Evaluating LLMs with Multiple Problems at once
This addresses the need for more efficient and realistic evaluation methods for LLMs, though it is incremental as it builds on existing benchmarks.
The paper introduces multi-problem evaluation (MPE), a paradigm where LLMs are tested by presenting multiple problems in a single prompt, and creates ZeMPE, a benchmark with 53,100 zero-shot multi-problem prompts. Results show LLMs can handle multiple problems from a single data source similarly to separate problems, but with limitations under certain conditions.
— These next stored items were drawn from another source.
//! Adapters exposing workcell agents and workflows to a scenario harness.

use crate::workflow::{with_repository_root, Workflow};
use async_trait::async_trait;
use clap::ValueEnum;
use std::io;
use std::path::{Path, PathBuf};
use std::sync::Arc;
use workcell_contract::runner::AgentRunner;
use workcell_contract::scenario::{
    AgentAdapter, AgentAdapterError, AgentInput, AgentReturn, ScenarioConfig, ScenarioError,
};
use workcell_contract::thread::{Message, Role};
use workcell_extension_mcp::{McpSettings, McpTransportKind};

pub const CODER_FALLBACK: &str = "I have no updates.";
pub const REPOSITORY_QA_FALLBACK: &str = "Repository exploration completed.";

/// Routes the latest user message to an agent working on one repository.
///
/// The thread id doubles as the agent session, so a scenario conversation
/// keeps its history across turns.
pub struct RunnerAdapter {
    runner: Arc<dyn AgentRunner>,
    project_path: PathBuf,
    fallback: String,
}

impl RunnerAdapter {
    pub fn new(
        runner: Arc<dyn AgentRunner>,
        project_path: impl Into<PathBuf>,
        fallback: impl Into<String>,
    ) -> Self {
        Self {
            runner,
            project_path: project_path.into(),
            fallback: fallback.into(),
        }
    }

    pub fn coder(runner: Arc<dyn AgentRunner>, project_path: impl Into<PathBuf>) -> Self {
        Self::new(runner, project_path, CODER_FALLBACK)
    }

    pub fn repository_qa(runner: Arc<dyn AgentRunner>, project_path: impl Into<PathBuf>) -> Self {
        Self::new(runner, project_path, REPOSITORY_QA_FALLBACK)
    }
}

#[async_trait]
impl AgentAdapter for RunnerAdapter {
    async fn call(&self, input: AgentInput) -> Result<AgentReturn, AgentAdapterError> {
        let prompt = with_repository_root(
            &input.last_new_user_message_str(),
            Some(self.project_path.as_path()),
        );
        let output = self
            .runner
            .run(&prompt, Some(input.thread_id()))
            .await
            .map_err(|e| AgentAdapterError::Agent(e.to_string()))?;

        let mut messages = output.messages;
        if let Some(content) = output.content.filter(|c| !c.is_empty()) {
            let already_last = messages
                .last()
                .is_some_and(|m| m.role == Role::Assistant && m.content == content);
            if !already_last {
                messages.push(Message::assistant(content));
            }
        }
        if messages.is_empty() {
            messages.push(Message::assistant(self.fallback.clone()));
        }
        Ok(AgentReturn::Messages(messages))
    }
}

/// Runs a workflow on the latest user message and reports every step.
pub struct WorkflowAdapter {
    workflow: Workflow,
}

impl WorkflowAdapter {
    pub fn new(workflow: Workflow) -> Self {
        Self { workflow }
    }
}

#[async_trait]
impl AgentAdapter for WorkflowAdapter {
    async fn call(&self, input: AgentInput) -> Result<AgentReturn, AgentAdapterError> {
        let request = input.last_new_user_message_str();
        let run = self
            .workflow
            .run(Some(&request))
            .await
            .map_err(|e| AgentAdapterError::Workflow(e.to_string()))?;

        let mut lines = vec![
            "TDD workflow execution summary:".to_string(),
            format!("Status: {}", run.status),
        ];
        lines.extend(
            run.step_results
                .iter()
                .map(|step| format!("- {}: {}", step.step_name, step.content)),
        );
        if let Some(content) = run.content.filter(|c| !c.is_empty()) {
            if !lines.contains(&content) {
                lines.push(content);
            }
        }
        Ok(AgentReturn::Text(lines.join("\n")))
    }
}

/// Walker settings for scenario agents: `base` with the scenario's walker
/// overrides applied.
pub fn scenario_mcp_settings(
    base: McpSettings,
    config: &ScenarioConfig,
) -> Result<McpSettings, ScenarioError> {
    let mut settings = base;
    if let Some(command) = &config.walker_command {
        settings.lsp_walker_command = command.clone();
    }
    if let Some(transport) = &config.walker_transport {
        settings.lsp_walker_transport = McpTransportKind::from_str(transport, true)
            .map_err(|e| ScenarioError::Harness(format!("invalid walker transport: {e}")))?;
    }
    if let Some(url) = &config.walker_url {
        settings.lsp_walker_url = Some(url.clone());
    }
    tracing::debug!(
        command = %settings.lsp_walker_command,
        transport = %settings.lsp_walker_transport,
        url = ?settings.lsp_walker_url,
        "scenario walker settings"
    );
    Ok(settings)
}

/// Copy a fixture repository into `destination`, which must not exist yet.
pub fn copy_fixture_repo(template: &Path, destination: &Path) -> io::Result<()> {
    if destination.exists() {
        return Err(io::Error::new(
            io::ErrorKind::AlreadyExists,
            format!("{} already exists", destination.display()),
        ));
    }
    copy_dir(template, destination)
}

fn copy_dir(from: &Path, to: &Path) -> io::Result<()> {
    std::fs::create_dir_all(to)?;
    for entry in std::fs::read_dir(from)? {
        let entry = entry?;
        let target = to.join(entry.file_name());
        if entry.file_type()?.is_dir() {
            copy_dir(&entry.path(), &target)?;
        } else {
            std::fs::copy(entry.path(), &target)?;
        }
    }
    Ok(())
}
This paper shows the benefits and fruitfulness of evaluating LLMs with multiple problems at once, a paradigm we call multi-problem evaluation (MPE). Unlike conventional single-problem evaluation, where a prompt presents a single problem and expects one specific answer, MPE places multiple problems together in a single prompt and assesses how well an LLM answers all these problems in a single output. Leveraging 6 classification and 12 reasoning benchmarks that already exist, we introduce a new benchmark called ZeMPE (Zero-shot Multi-Problem Evaluation), comprising 53,100 zero-shot multi-problem prompts. We experiment with a total of 13 LLMs from 5 model families on ZeMPE to present a comprehensive and systematic MPE. Our results show that LLMs are capable of handling multiple problems from a single data source as well as handling them separately, but there are conditions this multiple problem handling capability falls short. In addition, we perform in-depth further analyses and explore model-level factors that may enable multiple problem handling capabilities in LLMs. We release our corpus and code to facilitate future research.